En disant ces mots, Pepe tournait le canon de sa carabine dans la direction du cheval mort, et montrait à Bois-Rosé, à quelque distance en deçà de l’animal, deux corps noirs pelotonnés en boule et immobiles comme des idoles indiennes.

« Ces gens nous méprisent, et ils ont raison, sur mon âme ! Ah ! Bois-Rosé, pourquoi faut-il ?… »

Pepe n’acheva pas ; un regard suppliant de son vieux compagnon fit expirer le reproche sur ses lèvres.

« Qu’il me faille mourir pour lui ou pour vous, et vous verrez, Pepe, s’écria Bois-Rosé.

– Je le sais, parbleu ! je le sais, murmura Pepe. Cela n’empêche pas que les deux corps que nous voyons accroupis étaient derrière le cheval, et qu’ils sont à présent devant. Je ne puis cependant pas les laisser se morfondre ainsi : mais soyez tranquille, je vais leur parler en ami pour ne pas les irriter.

– Vous feriez peut-être mieux de vous taire, dit le Canadien ; je me défie de votre langue quand elle s’adresse à un ennemi quel qu’il soit, et surtout à des Indiens.

– Vous allez voir. »

Et Pepe, prenant le ton le plus conciliant qu’il lui fut possible, s’écria d’une voix de Stentor :

« L’œil d’un guerrier blanc désirerait ne voir qu’une charogne dans la plaine, et il en voit trois : ce sont deux de trop. »

Les phrases conciliatrices de l’Espagnol firent sur les deux guerriers indiens l’effet d’une flèche lancée sur eux. Tous deux se levèrent d’un bond sur leurs pieds, se dressèrent de toute leur hauteur et poussèrent ensemble un hurlement de bête féroce ; puis, en deux autres bonds, ils disparurent derrière la chaîne de rochers.

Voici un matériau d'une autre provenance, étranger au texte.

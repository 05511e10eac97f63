use std::sync::Arc;

use actix_cors::Cors;
use actix_web::{http::header, middleware::Logger, web, App, HttpServer};

use mastery_server::{
    app_state::AppState, config::Config, graphql::create_schema, handlers,
    middleware::RequestIdMiddleware,
};

#[actix_web::main]
async fn main() -> std::io::Result<()> {
    dotenvy::dotenv().ok();
    env_logger::init_from_env(env_logger::Env::default().default_filter_or("info"));

    let config = Config::from_env();
    let bind_address = config.bind_address();
    let allowed_origin = config.cors_allowed_origin.clone();

    let state = AppState::new(config).await.map_err(|e| {
        log::error!("Failed to initialise application state: {}", e);
        std::io::Error::other(e.to_string())
    })?;
    let schema = create_schema(state.clone());
    let state = Arc::new(state);

    log::info!(
        "Starting HTTP server on http://{}:{}",
        bind_address.0,
        bind_address.1
    );
    log::info!(
        "GraphiQL playground: http://{}:{}/graphiql",
        bind_address.0,
        bind_address.1
    );

    HttpServer::new(move || {
        let cors = Cors::default()
            .allowed_origin(&allowed_origin)
            .allowed_methods(vec!["GET", "POST"])
            .allowed_headers(vec![header::CONTENT_TYPE, header::ACCEPT])
            .max_age(3600);

        App::new()
            .app_data(web::Data::new(state.clone()))
            .app_data(web::Data::new(schema.clone()))
            .wrap(cors)
            .wrap(RequestIdMiddleware)
            .wrap(Logger::default())
            .service(handlers::health_check)
            .service(handlers::health_check_ready)
            .service(handlers::health_check_live)
            .service(handlers::get_subject_mastery)
            .service(handlers::get_course_progress)
            .service(handlers::list_user_quizzes)
            .service(handlers::create_quiz)
            .service(handlers::get_quiz)
            .service(handlers::attach_questions)
            .service(handlers::submit_quiz)
            .service(handlers::graphql)
            .service(handlers::graphiql)
    })
    .bind(bind_address)?
    .run()
    .await
}
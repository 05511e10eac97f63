/// Clamps GraphQL pagination arguments the same way the REST query params are.
pub fn page_bounds(offset: Option<i64>, limit: Option<i64>) -> (i64, i64) {
    (offset.unwrap_or(0).max(0), limit.unwrap_or(20).clamp(1, 100))
}
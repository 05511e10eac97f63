#![allow(dead_code)]

use std::{
    collections::{HashMap, HashSet},
    sync::Arc,
};

use async_trait::async_trait;
use chrono::{DateTime, Duration, Utc};
use secrecy::SecretString;
use tokio::sync::RwLock;

use mastery_server::{
    app_state::AppState,
    config::Config,
    errors::{AppError, AppResult},
    models::domain::{
        AnsweredQuestion, CandidatePool, GradedAnswer, Quiz, QuizStatus, Snippet, SnippetScope,
        Topic,
    },
    repositories::{HistoryRepository, QuizRepository, SnippetRepository},
};

/// One in-memory backing store behind all three repository traits, so answers
/// written through the quiz repository show up in the history source.
#[derive(Default)]
pub struct InMemoryStore {
    quizzes: RwLock<HashMap<String, Quiz>>,
    questions: RwLock<Vec<AnsweredQuestion>>,
    snippets: RwLock<Vec<Snippet>>,
    topics: RwLock<Vec<Topic>>,
}

impl InMemoryStore {
    pub fn new() -> Arc<Self> {
        Arc::new(Self::default())
    }

    pub async fn add_topic(&self, id: &str, name: &str, course_id: &str) {
        self.topics.write().await.push(Topic {
            id: id.to_string(),
            name: name.to_string(),
            course_id: course_id.to_string(),
        });
    }

    pub async fn add_snippet(&self, id: &str, course_id: &str, material_id: &str, topic_id: &str) {
        self.snippets.write().await.push(Snippet {
            id: id.to_string(),
            material_id: material_id.to_string(),
            course_id: course_id.to_string(),
            topic_id: topic_id.to_string(),
            text: format!("Text of {}", id),
        });
    }

    pub async fn add_question(&self, question: AnsweredQuestion) {
        self.questions.write().await.push(question);
    }

    pub async fn questions(&self) -> Vec<AnsweredQuestion> {
        self.questions.read().await.clone()
    }

    pub async fn quiz(&self, id: &str) -> Option<Quiz> {
        self.quizzes.read().await.get(id).cloned()
    }
}

#[async_trait]
impl QuizRepository for InMemoryStore {
    async fn create(&self, quiz: Quiz) -> AppResult<Quiz> {
        let mut quizzes = self.quizzes.write().await;
        if quizzes.contains_key(&quiz.id) {
            return Err(AppError::Conflict(format!(
                "Quiz with id '{}' already exists",
                quiz.id
            )));
        }

        quizzes.insert(quiz.id.clone(), quiz.clone());
        Ok(quiz)
    }

    async fn find_by_id(&self, id: &str) -> AppResult<Option<Quiz>> {
        let quizzes = self.quizzes.read().await;
        Ok(quizzes.get(id).cloned())
    }

    async fn list_by_user(&self, user_id: &str, offset: i64, limit: i64) -> AppResult<(Vec<Quiz>, i64)> {
        let quizzes = self.quizzes.read().await;
        let mut items: Vec<_> = quizzes
            .values()
            .filter(|q| q.user_id == user_id)
            .cloned()
            .collect();
        items.sort_by(|a, b| b.created_at.cmp(&a.created_at).then(a.id.cmp(&b.id)));

        let total = items.len() as i64;
        let start = offset.max(0) as usize;
        let end = (start + limit.max(0) as usize).min(items.len());

        let page = if start >= items.len() {
            vec![]
        } else {
            items[start..end].to_vec()
        };

        Ok((page, total))
    }

    async fn attach_questions(&self, quiz_id: &str, questions: Vec<AnsweredQuestion>) -> AppResult<()> {
        let mut quizzes = self.quizzes.write().await;
        let mut stored = self.questions.write().await;

        let quiz = quizzes
            .get_mut(quiz_id)
            .filter(|q| q.status == QuizStatus::Pending)
            .ok_or_else(|| {
                AppError::Conflict(format!("Quiz '{}' is not waiting for questions", quiz_id))
            })?;

        quiz.status = QuizStatus::Ready;
        stored.extend(questions);
        Ok(())
    }

    async fn apply_submission(
        &self,
        quiz_id: &str,
        answers: Vec<GradedAnswer>,
        completed_at: DateTime<Utc>,
    ) -> AppResult<()> {
        let mut quizzes = self.quizzes.write().await;
        let mut stored = self.questions.write().await;

        let quiz = quizzes
            .get_mut(quiz_id)
            .filter(|q| q.status == QuizStatus::Ready && q.completed_at.is_none())
            .ok_or_else(|| {
                AppError::Conflict(format!("Quiz '{}' is not open for submission", quiz_id))
            })?;

        // Validate everything before touching anything
        let mut positions = Vec::with_capacity(answers.len());
        for answer in &answers {
            let position = stored
                .iter()
                .position(|q| {
                    q.id == answer.question_id && q.quiz_id == quiz_id && q.is_correct.is_none()
                })
                .ok_or_else(|| {
                    AppError::SubmissionMismatch(format!(
                        "Question '{}' is not an open question of quiz '{}'",
                        answer.question_id, quiz_id
                    ))
                })?;
            positions.push(position);
        }

        for (answer, position) in answers.iter().zip(positions) {
            let question = &mut stored[position];
            question.chosen_choice = Some(answer.chosen_choice);
            question.is_correct = Some(answer.is_correct);
            question.quiz_completed_at = Some(completed_at);
        }
        quiz.status = QuizStatus::Complete;
        quiz.completed_at = Some(completed_at);
        Ok(())
    }
}

#[async_trait]
impl HistoryRepository for InMemoryStore {
    async fn find_answered_for_topic(
        &self,
        user_id: &str,
        topic_id: &str,
    ) -> AppResult<Vec<AnsweredQuestion>> {
        let topic_snippet_ids: HashSet<String> = self
            .snippets
            .read()
            .await
            .iter()
            .filter(|s| s.topic_id == topic_id)
            .map(|s| s.id.clone())
            .collect();

        let questions = self.questions.read().await;
        Ok(questions
            .iter()
            .filter(|q| q.user_id == user_id && q.quiz_completed_at.is_some())
            .filter(|q| q.links_to_topic(topic_id, &topic_snippet_ids))
            .cloned()
            .collect())
    }

    async fn find_answered_for_snippet(
        &self,
        user_id: &str,
        snippet_id: &str,
    ) -> AppResult<Vec<AnsweredQuestion>> {
        let questions = self.questions.read().await;
        Ok(questions
            .iter()
            .filter(|q| {
                q.user_id == user_id
                    && q.quiz_completed_at.is_some()
                    && q.snippet_id.as_deref() == Some(snippet_id)
            })
            .cloned()
            .collect())
    }

    async fn find_by_quiz(&self, quiz_id: &str) -> AppResult<Vec<AnsweredQuestion>> {
        let questions = self.questions.read().await;
        Ok(questions
            .iter()
            .filter(|q| q.quiz_id == quiz_id)
            .cloned()
            .collect())
    }
}

#[async_trait]
impl SnippetRepository for InMemoryStore {
    async fn find_candidate_pool(&self, scope: &SnippetScope) -> AppResult<CandidatePool> {
        let mut snippets: Vec<Snippet> = self
            .snippets
            .read()
            .await
            .iter()
            .filter(|s| scope.admits(s))
            .cloned()
            .collect();
        snippets.sort_by(|a, b| a.id.cmp(&b.id));

        Ok(CandidatePool {
            snippets,
            optimize_learning: scope.optimize_learning(),
        })
    }

    async fn find_by_ids(&self, ids: &[String]) -> AppResult<Vec<Snippet>> {
        let snippets = self.snippets.read().await;
        Ok(snippets
            .iter()
            .filter(|s| ids.contains(&s.id))
            .cloned()
            .collect())
    }

    async fn find_by_topic(&self, topic_id: &str) -> AppResult<Vec<Snippet>> {
        let snippets = self.snippets.read().await;
        Ok(snippets
            .iter()
            .filter(|s| s.topic_id == topic_id)
            .cloned()
            .collect())
    }

    async fn find_topic(&self, topic_id: &str) -> AppResult<Option<Topic>> {
        let topics = self.topics.read().await;
        Ok(topics.iter().find(|t| t.id == topic_id).cloned())
    }

    async fn find_topics_by_course(&self, course_id: &str) -> AppResult<Vec<Topic>> {
        let mut topics: Vec<Topic> = self
            .topics
            .read()
            .await
            .iter()
            .filter(|t| t.course_id == course_id)
            .cloned()
            .collect();
        topics.sort_by(|a, b| a.name.cmp(&b.name));
        Ok(topics)
    }
}

pub fn test_config() -> Config {
    Config {
        mongo_conn_string: SecretString::from("mongodb://localhost:27017".to_string()),
        mongo_db_name: "mastery-test".to_string(),
        web_server_host: "127.0.0.1".to_string(),
        web_server_port: 8080,
        cors_allowed_origin: "http://localhost:3000".to_string(),
        default_quiz_length: 20,
        default_options_per_question: 4,
        sampler_seed: Some(7),
    }
}

pub fn app_state(store: &Arc<InMemoryStore>) -> AppState {
    AppState::with_repositories(test_config(), store.clone(), store.clone(), store.clone())
}

/// A legacy answered question linked to its topic directly, with no snippet.
pub fn legacy_answer(
    user_id: &str,
    topic_id: &str,
    is_correct: bool,
    days_ago: i64,
    now: DateTime<Utc>,
) -> AnsweredQuestion {
    AnsweredQuestion {
        id: uuid::Uuid::new_v4().to_string(),
        quiz_id: "legacy-quiz".to_string(),
        user_id: user_id.to_string(),
        snippet_id: None,
        topic_id: Some(topic_id.to_string()),
        prompt: "Legacy question".to_string(),
        choices: vec!["A".to_string(), "B".to_string()],
        correct_choice: 0,
        chosen_choice: Some(if is_correct { 0 } else { 1 }),
        is_correct: Some(is_correct),
        quiz_completed_at: Some(now - Duration::days(days_ago)),
        created_at: Some(now - Duration::days(days_ago)),
    }
}

/// An answered question linked through a snippet.
pub fn snippet_answer(
    user_id: &str,
    snippet_id: &str,
    topic_id: &str,
    is_correct: bool,
    days_ago: i64,
    now: DateTime<Utc>,
) -> AnsweredQuestion {
    AnsweredQuestion {
        snippet_id: Some(snippet_id.to_string()),
        ..legacy_answer(user_id, topic_id, is_correct, days_ago, now)
    }
}
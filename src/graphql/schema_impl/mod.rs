pub mod mutations;
pub mod queries;

use async_graphql::{EmptySubscription, Schema as GraphQLSchema};

use crate::app_state::AppState;

pub use mutations::MutationRoot;
pub use queries::QueryRoot;

pub type Schema = GraphQLSchema<QueryRoot, MutationRoot, EmptySubscription>;

pub fn create_schema(app_state: AppState) -> Schema {
    GraphQLSchema::build(QueryRoot, MutationRoot, EmptySubscription)
        .data(app_state)
        .finish()
}

#[cfg(test)]
mod tests {
    use std::sync::Arc;

    use super::*;
    use crate::config::Config;
    use crate::repositories::{
        history_repository::MockHistoryRepository, quiz_repository::MockQuizRepository,
        snippet_repository::MockSnippetRepository,
    };

    fn schema(quizzes: MockQuizRepository) -> Schema {
        create_schema(AppState::with_repositories(
            Config::test_config(),
            Arc::new(quizzes),
            Arc::new(MockHistoryRepository::new()),
            Arc::new(MockSnippetRepository::new()),
        ))
    }

    #[test]
    fn test_schema_exposes_operations() {
        let sdl = schema(MockQuizRepository::new()).sdl();

        for field in [
            "subjectProgress",
            "courseProgress",
            "quizQuestions",
            "createQuiz",
            "attachQuestions",
            "submitQuiz",
        ] {
            assert!(sdl.contains(field), "missing {}", field);
        }
    }

    #[test]
    fn test_schema_never_exposes_answer_key() {
        let sdl = schema(MockQuizRepository::new()).sdl();

        assert!(!sdl.contains("correctChoice"));
        assert!(!sdl.contains("isCorrect"));
        assert!(!sdl.contains("type AnsweredQuestion"));
    }

    #[tokio::test]
    async fn test_missing_quiz_reports_error_code() {
        let mut quizzes = MockQuizRepository::new();
        quizzes.expect_find_by_id().returning(|_| Ok(None));

        let response = schema(quizzes)
            .execute(r#"{ quiz(id: "nope") { id } }"#)
            .await;

        assert_eq!(response.errors.len(), 1);
        let code = response.errors[0]
            .extensions
            .as_ref()
            .and_then(|ext| ext.get("code"))
            .cloned();
        assert_eq!(code, Some(async_graphql::Value::from("NOT_FOUND")));
    }
}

« Des diables aspergés d’eau bénite, dit l’ex-miquelet avec un éclat de rire où le mépris se mêlait à la rage.

– À tout prendre, vous avez bien fait, s’écria Bois-Rosé, dont la vue de ses ennemis abhorrés fouettait le sang, et à qui l’approche de l’action rendait ce courage que sa tendresse pour Fabian pouvait seule dompter.

– Hourra ! je retrouve enfin mon vieux coureur des bois, s’écria Pepe avec exaltation et en tendant les deux mains, l’une au Canadien, l’autre à Fabian. Allons, allons, nous n’avons ni clairons ni trompettes ; eh bien, poussons notre cri de guerre comme jadis, comme il convient à trois guerriers sans peur en face de ces chiens. Faites comme nous, don Fabian, vous qui avez déjà reçu le baptême du feu. »

Et ces trois hommes intrépides, debout, chacun la main dans la main de son ami, modulant avec celle qui leur restait libre les farouches intonations du cri de guerre indien, poussèrent à leur tour trois hurlements terribles qui par leur force et leur sauvage harmonie, ne le cédaient en rien à ceux des fils du désert.

Jamais plus formidable cri de guerre ne fut jeté jadis aux échos de la Palestine, lorsque nos vaillants chevaliers, la lance en arrêt, criaient : À la rescousse ! en chargeant les infidèles.

Du haut de la cascade et du sommet des rochers qui dominaient sur le val d’Or, les onze guerriers indiens répondirent par des hurlements farouches à ceux de leurs frères ; l’écho de la plaine les répéta. Bientôt la voix de l’homme se tut, et le désert retomba dans son morne silence habituel.

Une légère teinte dont commençait à se colorer l’orient annonçait que l’aube du jour ne tarderait pas à paraître.